The TJA1055 is the interface between the protocol controller and the physical bus wires in a Controller Area Network (CAN). It is primarily intended for low-speed applications of up to 125 kBd in passenger cars.

No shade just a source…
As you were…
HTH
GL :slight_smile: PJ :v:

Here is a diagram of what the op was trying to achieve, they make 5v and 3v Xiao compatible silicon.


Link is in the Link :face_with_peeking_eye:

@PJ_Glasso:
I don’t see where I didn’t provide a solution. The link to the German blog page provides a full solution exactly as the thread-owner needs it:

  1. same vehicle (Fiat Ducato), both (thread-owner and the blog person) are from Europe (as Fiat Ducato sells under other brands outside Europe, e.g. RAM in the US),
  2. status of door locks,
  3. low-speed CAN,
  4. read-only CAN,
  5. IDs of all CAN messages,
  6. schematics,
  7. one possible (among 5-8 different) locations where to access the low-speed CAN signals in that vehicle type.
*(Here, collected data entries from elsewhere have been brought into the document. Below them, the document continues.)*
//! Recurring timer host.
//!
//! The clock never sleeps or spins; it registers a repeating timer with the
//! host and the host delivers each firing back as
//! [`ClockController::on_timer`](crate::ClockController::on_timer) with the
//! id it handed out. Firings carrying any other id are ignored, so a
//! cancelled registration can never render.

use core::fmt;

/// Opaque handle for one repeating timer registration.
#[derive(Clone, Copy, Debug, PartialEq, Eq, Hash, PartialOrd, Ord)]
#[cfg_attr(feature = "serde", derive(serde::Serialize, serde::Deserialize))]
pub struct TimerId(pub u32);

impl fmt::Display for TimerId {
    fn fmt(&self, f: &mut fmt::Formatter<'_>) -> fmt::Result {
        write!(f, "timer#{}", self.0)
    }
}

/// Periodic timer registration API.
///
/// # Implementation Notes
///
/// - Firings are approximate; drift is neither reported nor corrected
/// - The first firing happens one full interval after registration
/// - `cancel` must tolerate ids that are unknown or already cancelled
///
/// # Example
///
/// ```rust
/// use rs_digiclock::traits::Scheduler;
/// use rs_digiclock::hal::MockScheduler;
///
/// let mut scheduler = MockScheduler::new();
/// let id = scheduler.schedule_repeating(1000);
///
/// assert_eq!(scheduler.advance(2500), vec![id, id]);
///
/// scheduler.cancel(id);
/// assert!(scheduler.advance(5000).is_empty());
/// ```
pub trait Scheduler {
    /// Registers a timer firing every `interval_ms` milliseconds.
    fn schedule_repeating(&mut self, interval_ms: u32) -> TimerId;

    /// Cancels a registration. No-op for unknown ids.
    fn cancel(&mut self, id: TimerId);
}
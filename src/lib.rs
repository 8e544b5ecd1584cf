//! # rs-digiclock
//!
//! A digital `HH:MM:SS` clock controller that runs against any host: a
//! terminal, an embedded display, a web page, or deterministic test mocks.
//!
//! ## Features
//!
//! - **Host abstraction**: Traits for the display, the wall clock, and the timer
//! - **One timer, always**: Starting again cancels the previous registration
//! - **Never throws**: Time failures render `00:00:00`, missing displays make the clock inert
//! - **Visibility refresh**: Coming back on screen re-renders immediately
//!
//! ## Architecture
//!
//! - `traits` - Host abstractions
//! - `format` - Unit padding and `HH:MM:SS` rendering
//! - `clock` - The controller that ties everything together
//! - `config` - Display id, tick interval, log level
//! - `hal` - Concrete hosts (mock for testing, desktop for the terminal)
//! - `services` - Tokio runtime (requires `runtime` feature)
//!
//! ## Example
//!
//! ```rust
//! use rs_digiclock::{
//!     ClockController,
//!     hal::{MockDocument, MockScheduler, MockWallClock},
//! };
//!
//! let mut document = MockDocument::new().with_element("digital-clock");
//! let mut clock = ClockController::new(
//!     &mut document,
//!     MockWallClock::at(23, 0, 0),
//!     MockScheduler::new(),
//! );
//!
//! clock.initialize();
//! assert_eq!(clock.display().unwrap().text(), "23:00:00");
//! assert!(clock.is_running());
//!
//! clock.stop();
//! assert!(!clock.is_running());
//! ```

#![cfg_attr(not(feature = "std"), no_std)]
#![warn(missing_docs)]

extern crate alloc;

/// The clock controller, its events, and state snapshots.
pub mod clock;
/// Time-unit and `HH:MM:SS` formatting.
pub mod format;
/// Host implementations: mocks for testing, desktop for the terminal.
pub mod hal;
/// Host collaborator traits.
pub mod traits;

/// Shared configuration.
pub mod config;

/// Async host services (feature-gated).
#[cfg(feature = "runtime")]
pub mod services;

// Re-exports for convenience
pub use clock::{ClockCommand, ClockController, ClockEvent, ClockState};
pub use format::{format_unit, TimeOfDay, TimeString, FALLBACK_TIME};
pub use traits::{
    DisplayResolver, Scheduler, TextDisplay, TimeError, TimerId, Visibility, WallClock,
};

// Config re-exports
pub use config::{ClockConfig, Config, LogConfig};
//! Mock implementations for testing without a real host.
//!
//! This module provides test doubles for every host trait, so the clock can
//! be driven deterministically: time only moves when a test moves it.
//!
//! # Available Mocks
//!
//! | Mock | Trait | Purpose |
//! |------|-------|---------|
//! | [`MockDisplay`] | [`TextDisplay`] | Records every write |
//! | [`MockDocument`] | [`DisplayResolver`] | Registered element ids |
//! | [`MockWallClock`] | [`WallClock`] | Settable, advanceable, failable time |
//! | [`MockScheduler`] | [`Scheduler`] | Virtual-time repeating timers |
//!
//! # Example
//!
//! ```rust
//! use rs_digiclock::ClockController;
//! use rs_digiclock::hal::{MockDocument, MockScheduler, MockWallClock};
//!
//! let mut document = MockDocument::new().with_element("digital-clock");
//! let mut clock = ClockController::new(
//!     &mut document,
//!     MockWallClock::at(23, 59, 58),
//!     MockScheduler::new(),
//! );
//! clock.initialize();
//!
//! for _ in 0..3 {
//!     clock.clock_mut().advance(1000);
//!     for id in clock.scheduler_mut().advance(1000) {
//!         clock.on_timer(id);
//!     }
//! }
//!
//! let writes = &clock.display().unwrap().writes;
//! assert_eq!(writes, &["23:59:58", "23:59:59", "00:00:00", "00:00:01"]);
//! ```
//!
//! [`TextDisplay`]: crate::traits::TextDisplay
//! [`DisplayResolver`]: crate::traits::DisplayResolver
//! [`WallClock`]: crate::traits::WallClock
//! [`Scheduler`]: crate::traits::Scheduler

use alloc::string::{String, ToString};
use alloc::vec::Vec;

use crate::format::TimeOfDay;
use crate::traits::{DisplayResolver, Scheduler, TextDisplay, TimeError, TimerId, WallClock};

const MILLIS_PER_DAY: u64 = 24 * 60 * 60 * 1000;

// ============================================================================
// Display Mocks
// ============================================================================

/// Error returned by a [`MockDisplay`] that rejects writes.
#[derive(Clone, Copy, Debug, PartialEq, Eq)]
pub struct MockDisplayError;

/// Mock display for testing.
///
/// Records every successful write in order. Set `reject_writes` to simulate a
/// surface that fails.
///
/// # Example
///
/// ```rust
/// use rs_digiclock::hal::MockDisplay;
/// use rs_digiclock::traits::TextDisplay;
///
/// let mut display = MockDisplay::new();
/// display.set_text("12:00:00").unwrap();
/// display.set_text("12:00:01").unwrap();
///
/// assert_eq!(display.text(), "12:00:01");
/// assert_eq!(display.writes.len(), 2);
/// ```
#[derive(Debug, Default)]
pub struct MockDisplay {
    /// Every successful write, oldest first.
    pub writes: Vec<String>,
    /// Number of rejected writes.
    pub failed_writes: usize,
    /// When true, `set_text` fails.
    pub reject_writes: bool,
}

impl MockDisplay {
    /// Creates a display with no writes.
    pub fn new() -> Self {
        Self::default()
    }

    /// Creates a display that rejects every write.
    pub fn broken() -> Self {
        Self {
            reject_writes: true,
            ..Self::default()
        }
    }

    /// Current text content (empty before the first write).
    pub fn text(&self) -> &str {
        self.writes.last().map(String::as_str).unwrap_or("")
    }
}

impl TextDisplay for MockDisplay {
    type Error = MockDisplayError;

    fn set_text(&mut self, text: &str) -> Result<(), MockDisplayError> {
        if self.reject_writes {
            self.failed_writes += 1;
            return Err(MockDisplayError);
        }
        self.writes.push(text.to_string());
        Ok(())
    }
}

/// Mock document that hands out [`MockDisplay`]s for registered ids.
///
/// # Example
///
/// ```rust
/// use rs_digiclock::hal::MockDocument;
/// use rs_digiclock::traits::DisplayResolver;
///
/// let mut document = MockDocument::new().with_element("digital-clock");
///
/// assert!(document.resolve("digital-clock").is_some());
/// assert!(document.resolve("missing").is_none());
/// assert_eq!(document.lookups(), ["digital-clock", "missing"]);
/// ```
#[derive(Debug, Default)]
pub struct MockDocument {
    elements: Vec<(String, bool)>,
    lookups: Vec<String>,
}

impl MockDocument {
    /// Creates a document with no elements.
    pub fn new() -> Self {
        Self::default()
    }

    /// Registers an element that accepts writes.
    pub fn with_element(mut self, id: &str) -> Self {
        self.elements.push((id.to_string(), false));
        self
    }

    /// Registers an element whose writes always fail.
    pub fn with_broken_element(mut self, id: &str) -> Self {
        self.elements.push((id.to_string(), true));
        self
    }

    /// Every id looked up so far, in order.
    pub fn lookups(&self) -> &[String] {
        &self.lookups
    }
}

impl DisplayResolver for MockDocument {
    type Display = MockDisplay;

    fn resolve(&mut self, id: &str) -> Option<MockDisplay> {
        self.lookups.push(id.to_string());
        self.elements
            .iter()
            .find(|(element, _)| element == id)
            .map(|(_, broken)| {
                if *broken {
                    MockDisplay::broken()
                } else {
                    MockDisplay::new()
                }
            })
    }
}

// ============================================================================
// Time Mocks
// ============================================================================

/// Mock wall clock for testing.
///
/// Keeps milliseconds since midnight, wrapping at 24 hours. A reading can be
/// pinned to an arbitrary (even invalid) [`TimeOfDay`], or the clock can be
/// made to fail.
///
/// # Example
///
/// ```rust
/// use rs_digiclock::hal::MockWallClock;
/// use rs_digiclock::traits::{TimeError, WallClock};
/// use rs_digiclock::format::TimeOfDay;
///
/// let mut clock = MockWallClock::at(9, 5, 3);
/// clock.advance(500);
/// assert_eq!(clock.now(), Ok(TimeOfDay::new(9, 5, 3)));
///
/// clock.advance(500);
/// assert_eq!(clock.now(), Ok(TimeOfDay::new(9, 5, 4)));
///
/// clock.set_failing(true);
/// assert_eq!(clock.now(), Err(TimeError::Unavailable));
/// ```
#[derive(Debug, Default)]
pub struct MockWallClock {
    millis_of_day: u64,
    pinned: Option<TimeOfDay>,
    failing: bool,
}

impl MockWallClock {
    /// Creates a clock at midnight.
    pub fn new() -> Self {
        Self::default()
    }

    /// Creates a clock at the given time.
    pub fn at(hours: u32, minutes: u32, seconds: u32) -> Self {
        let mut clock = Self::new();
        clock.set(hours, minutes, seconds);
        clock
    }

    /// Moves to the given time (wrapping at 24 hours) and clears any pinned reading.
    pub fn set(&mut self, hours: u32, minutes: u32, seconds: u32) {
        let seconds = u64::from(hours) * 3600 + u64::from(minutes) * 60 + u64::from(seconds);
        self.millis_of_day = (seconds * 1000) % MILLIS_PER_DAY;
        self.pinned = None;
    }

    /// Advances the clock by the given duration.
    pub fn advance(&mut self, ms: u64) {
        self.millis_of_day = (self.millis_of_day + ms % MILLIS_PER_DAY) % MILLIS_PER_DAY;
    }

    /// Pins `now()` to a fixed reading until the next `set`.
    pub fn set_reading(&mut self, reading: TimeOfDay) {
        self.pinned = Some(reading);
    }

    /// Makes `now()` fail with [`TimeError::Unavailable`].
    pub fn set_failing(&mut self, failing: bool) {
        self.failing = failing;
    }

    /// Milliseconds since midnight.
    pub fn millis_of_day(&self) -> u64 {
        self.millis_of_day
    }
}

impl WallClock for MockWallClock {
    type Error = TimeError;

    fn now(&self) -> Result<TimeOfDay, TimeError> {
        if self.failing {
            return Err(TimeError::Unavailable);
        }
        Ok(self
            .pinned
            .unwrap_or_else(|| TimeOfDay::from_seconds_of_day(self.millis_of_day / 1000)))
    }
}

// ============================================================================
// Scheduler Mock
// ============================================================================

#[derive(Debug, Clone, Copy)]
struct MockTimer {
    id: TimerId,
    interval_ms: u64,
    next_fire_ms: u64,
}

/// Mock scheduler running on virtual time.
///
/// Nothing fires until [`advance`](Self::advance) is called; it returns the
/// firings in chronological order for the test to deliver.
///
/// # Example
///
/// ```rust
/// use rs_digiclock::hal::MockScheduler;
/// use rs_digiclock::traits::Scheduler;
///
/// let mut scheduler = MockScheduler::new();
/// let slow = scheduler.schedule_repeating(1000);
/// let fast = scheduler.schedule_repeating(400);
///
/// assert_eq!(scheduler.advance(1000), vec![fast, fast, slow]);
/// assert_eq!(scheduler.active_count(), 2);
/// ```
#[derive(Debug, Default)]
pub struct MockScheduler {
    now_ms: u64,
    next_id: u32,
    timers: Vec<MockTimer>,
    started: usize,
    cancelled: usize,
}

impl MockScheduler {
    /// Creates a scheduler at virtual time 0.
    pub fn new() -> Self {
        Self::default()
    }

    /// Advances virtual time, returning every firing in order.
    ///
    /// Timers due at the same instant fire in registration order.
    pub fn advance(&mut self, ms: u64) -> Vec<TimerId> {
        let target = self.now_ms + ms;
        let mut fired = Vec::new();

        loop {
            let next = self
                .timers
                .iter_mut()
                .filter(|t| t.next_fire_ms <= target)
                .min_by_key(|t| (t.next_fire_ms, t.id));
            let Some(timer) = next else {
                break;
            };
            self.now_ms = timer.next_fire_ms;
            timer.next_fire_ms += timer.interval_ms;
            fired.push(timer.id);
        }

        self.now_ms = target;
        fired
    }

    /// Current virtual time in milliseconds.
    pub fn now_ms(&self) -> u64 {
        self.now_ms
    }

    /// Number of live registrations.
    pub fn active_count(&self) -> usize {
        self.timers.len()
    }

    /// True if `id` is registered and not cancelled.
    pub fn is_active(&self, id: TimerId) -> bool {
        self.timers.iter().any(|t| t.id == id)
    }

    /// Total registrations ever made.
    pub fn started(&self) -> usize {
        self.started
    }

    /// Total cancellations of live registrations.
    pub fn cancelled(&self) -> usize {
        self.cancelled
    }
}

impl Scheduler for MockScheduler {
    fn schedule_repeating(&mut self, interval_ms: u32) -> TimerId {
        let id = TimerId(self.next_id);
        self.next_id += 1;
        self.started += 1;

        let interval_ms = u64::from(interval_ms.max(1));
        self.timers.push(MockTimer {
            id,
            interval_ms,
            next_fire_ms: self.now_ms + interval_ms,
        });
        id
    }

    fn cancel(&mut self, id: TimerId) {
        let before = self.timers.len();
        self.timers.retain(|t| t.id != id);
        if self.timers.len() != before {
            self.cancelled += 1;
        }
    }
}

// ============================================================================
// Tests
// ============================================================================
//! Async host services for the clock controller.
//!
//! - `runtime` feature: tokio-driven [`ClockService`] with cancellable
//!   timer tasks, a visibility broadcast, and a command handle, plus
//!   `env_logger` setup from [`LogConfig`](crate::config::LogConfig)
//!
//! The controller itself stays synchronous; the service owns it inside one
//! task and feeds it events, so no locking is needed.
//!
//! ```ignore
//! use rs_digiclock::services::{ClockService, VisibilityPublisher};
//!
//! let visibility = VisibilityPublisher::new();
//! let service = ClockService::new(&config.clock, &mut document, LocalClock::new());
//! let handle = service.handle();
//!
//! tokio::spawn(service.run(visibility.subscribe(), shutdown));
//! handle.restart();
//! ```

#[cfg(feature = "runtime")]
pub mod logging;
#[cfg(feature = "runtime")]
pub mod runtime;

#[cfg(feature = "runtime")]
pub use logging::log_builder;
#[cfg(feature = "runtime")]
pub use runtime::*;
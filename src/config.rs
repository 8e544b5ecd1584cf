//! Clock configuration.
//!
//! Uses `heapless::String` so the same types work in `no_std` hosts and on
//! desktop with `std`.
//!
//! # Example
//!
//! ```rust
//! use rs_digiclock::config::{ClockConfig, Config, LogConfig};
//!
//! // Use defaults: element "digital-clock", one tick per second
//! let config = Config::default();
//! assert_eq!(config.clock.display_id.as_str(), "digital-clock");
//!
//! // Or customize
//! let config = Config::default()
//!     .with_clock(ClockConfig::default().with_display_id("lobby-clock"))
//!     .with_log(LogConfig::default().with_level("debug"));
//! ```

use core::str::FromStr;

use heapless::String as HString;
use log::LevelFilter;

/// Maximum length for config strings (identifiers, log levels)
pub const MAX_SHORT_STRING: usize = 64;

/// Type alias for config strings
pub type ShortString = HString<MAX_SHORT_STRING>;

/// Identifier of the display the clock renders into by default.
pub const DEFAULT_DISPLAY_ID: &str = "digital-clock";

/// Default refresh cadence in milliseconds.
pub const DEFAULT_INTERVAL_MS: u32 = 1000;

/// Create a ShortString from a &str, truncating at a char boundary if too long
pub fn short_string(s: &str) -> ShortString {
    let mut end = s.len().min(MAX_SHORT_STRING);
    while !s.is_char_boundary(end) {
        end -= 1;
    }
    let mut hs = ShortString::new();
    let _ = hs.push_str(&s[..end]);
    hs
}

// ============================================================================
// Main Config
// ============================================================================

/// Complete application configuration
#[derive(Clone, Debug, Default)]
#[cfg_attr(feature = "serde", derive(serde::Serialize, serde::Deserialize))]
pub struct Config {
    /// Clock controller configuration
    pub clock: ClockConfig,
    /// Diagnostics configuration
    pub log: LogConfig,
}

impl Config {
    /// Set clock configuration
    pub fn with_clock(mut self, clock: ClockConfig) -> Self {
        self.clock = clock;
        self
    }

    /// Set log configuration
    pub fn with_log(mut self, log: LogConfig) -> Self {
        self.log = log;
        self
    }
}

// ============================================================================
// Clock Config
// ============================================================================

/// Clock controller configuration
#[derive(Clone, Debug, PartialEq, Eq)]
#[cfg_attr(feature = "serde", derive(serde::Serialize, serde::Deserialize))]
pub struct ClockConfig {
    /// Identifier the display is resolved by
    pub display_id: ShortString,
    /// Refresh interval in milliseconds (never zero)
    pub interval_ms: u32,
}

impl Default for ClockConfig {
    fn default() -> Self {
        Self {
            display_id: short_string(DEFAULT_DISPLAY_ID),
            interval_ms: DEFAULT_INTERVAL_MS,
        }
    }
}

impl ClockConfig {
    /// Set the display identifier
    pub fn with_display_id(mut self, id: &str) -> Self {
        self.display_id = short_string(id);
        self
    }

    /// Set the refresh interval, at least 1ms
    pub fn with_interval_ms(mut self, ms: u32) -> Self {
        self.interval_ms = ms.max(1);
        self
    }
}

// ============================================================================
// Log Config
// ============================================================================

/// Diagnostics configuration
#[derive(Clone, Debug, PartialEq, Eq)]
#[cfg_attr(feature = "serde", derive(serde::Serialize, serde::Deserialize))]
pub struct LogConfig {
    /// Log level name (`off`, `error`, `warn`, `info`, `debug`, `trace`)
    pub level: ShortString,
}

impl Default for LogConfig {
    fn default() -> Self {
        Self {
            level: short_string("info"),
        }
    }
}

impl LogConfig {
    /// Set the log level name
    pub fn with_level(mut self, level: &str) -> Self {
        self.level = short_string(level);
        self
    }

    /// Parsed level, falling back to `Info` for unknown names
    pub fn level_filter(&self) -> LevelFilter {
        LevelFilter::from_str(self.level.as_str()).unwrap_or(LevelFilter::Info)
    }
}

// ============================================================================
// Tests
// ============================================================================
I even had some doubts initially to post that answer as the thread-owner and blogger both share the same first name and might have been the same person. However, the German page shows a lot deeper understanding of the problem and solves all issues including selection of the right PHY chip TJA1055T/3 of which he claims (in the comments) that after he had finished his project still has a few left over to share (something the thread-owner would clearly not).

Worth noting, that blog page also tells how to hack connecting to low-speed CAN with a high-speed PHY (thanks to the fault-tolerant design and getting along without a full ISO 11898-3 compliant PHY), if the application needs only read access to CAN (see thread-owners intent). And it shows how to pivot-select the right CAN messages, which the thread-owner doesn’t need anymore as the vehicle-specific ID coding is presented on that blog page as well.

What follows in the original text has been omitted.